All material foreign currency transaction exposures (i.e. sales and purchase contracts denominated in a different currency to the local reporting currency) are hedged through use of foreign exchange contracts as soon as the amount and timing of the exposure is identified with reasonable certainty. The Group’s policy is not to hedge profit and loss translation exposures.
As part of our liability management, we have made use of currency swaps with a total principal value of approximately £5.23 million denominated in USD, CAD, and EUR, to create synthetic currency hedges in order to provide a partial hedge against movements in the fair value of investments in overseas subsidiaries. As the Group continues to grow and generates increased profits overseas in foreign currencies this exchange rate exposure is expected to increase.
Interest rate risk management
The Group is exposed to interest rate risk and an increase in interest rates would increase the interest payable on the Group’s banking facility.
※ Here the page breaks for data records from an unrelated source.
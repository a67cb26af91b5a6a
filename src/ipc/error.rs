use crate::error::SchoolError;
use serde_json::json;

pub fn ok(id: &str, result: serde_json::Value) -> serde_json::Value {
    json!({
        "id": id,
        "ok": true,
        "result": result
    })
}

pub fn err(
    id: &str,
    code: &str,
    message: impl Into<String>,
    details: Option<serde_json::Value>,
) -> serde_json::Value {
    let mut error = json!({
        "code": code,
        "message": message.into(),
    });
    if let Some(d) = details {
        error["details"] = d;
    }
    json!({
        "id": id,
        "ok": false,
        "error": error,
    })
}

/// Maps a core error onto the wire. Store failures are logged and reported opaquely.
pub fn fail(id: &str, method: &str, e: &SchoolError) -> serde_json::Value {
    if e.is_internal() {
        tracing::error!(request_id = id, method, error = %e, "request failed");
        return err(id, e.code(), "internal error", None);
    }
    err(id, e.code(), e.to_string(), None)
}

/// Serialises a core result, or maps its error.
pub fn respond<T: serde::Serialize>(
    id: &str,
    method: &str,
    result: crate::error::Result<T>,
) -> serde_json::Value {
    match result {
        Ok(v) => match serde_json::to_value(v) {
            Ok(value) => ok(id, value),
            Err(e) => err(id, "failed", e.to_string(), None),
        },
        Err(e) => fail(id, method, &e),
    }
}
Given the Group’s current net cash position and the benign outlook for interest rates, the Board has decided not to undertake any interest rate hedging but will review the position from time to time.
The risk to rising interest rates (should the Group return to a net debt position) would be partly mitigated by an increase in interest income from surplus cash and deposits, where the policy is to seek to maximise interest return without exposure to inappropriate liquidity or counterparty risk.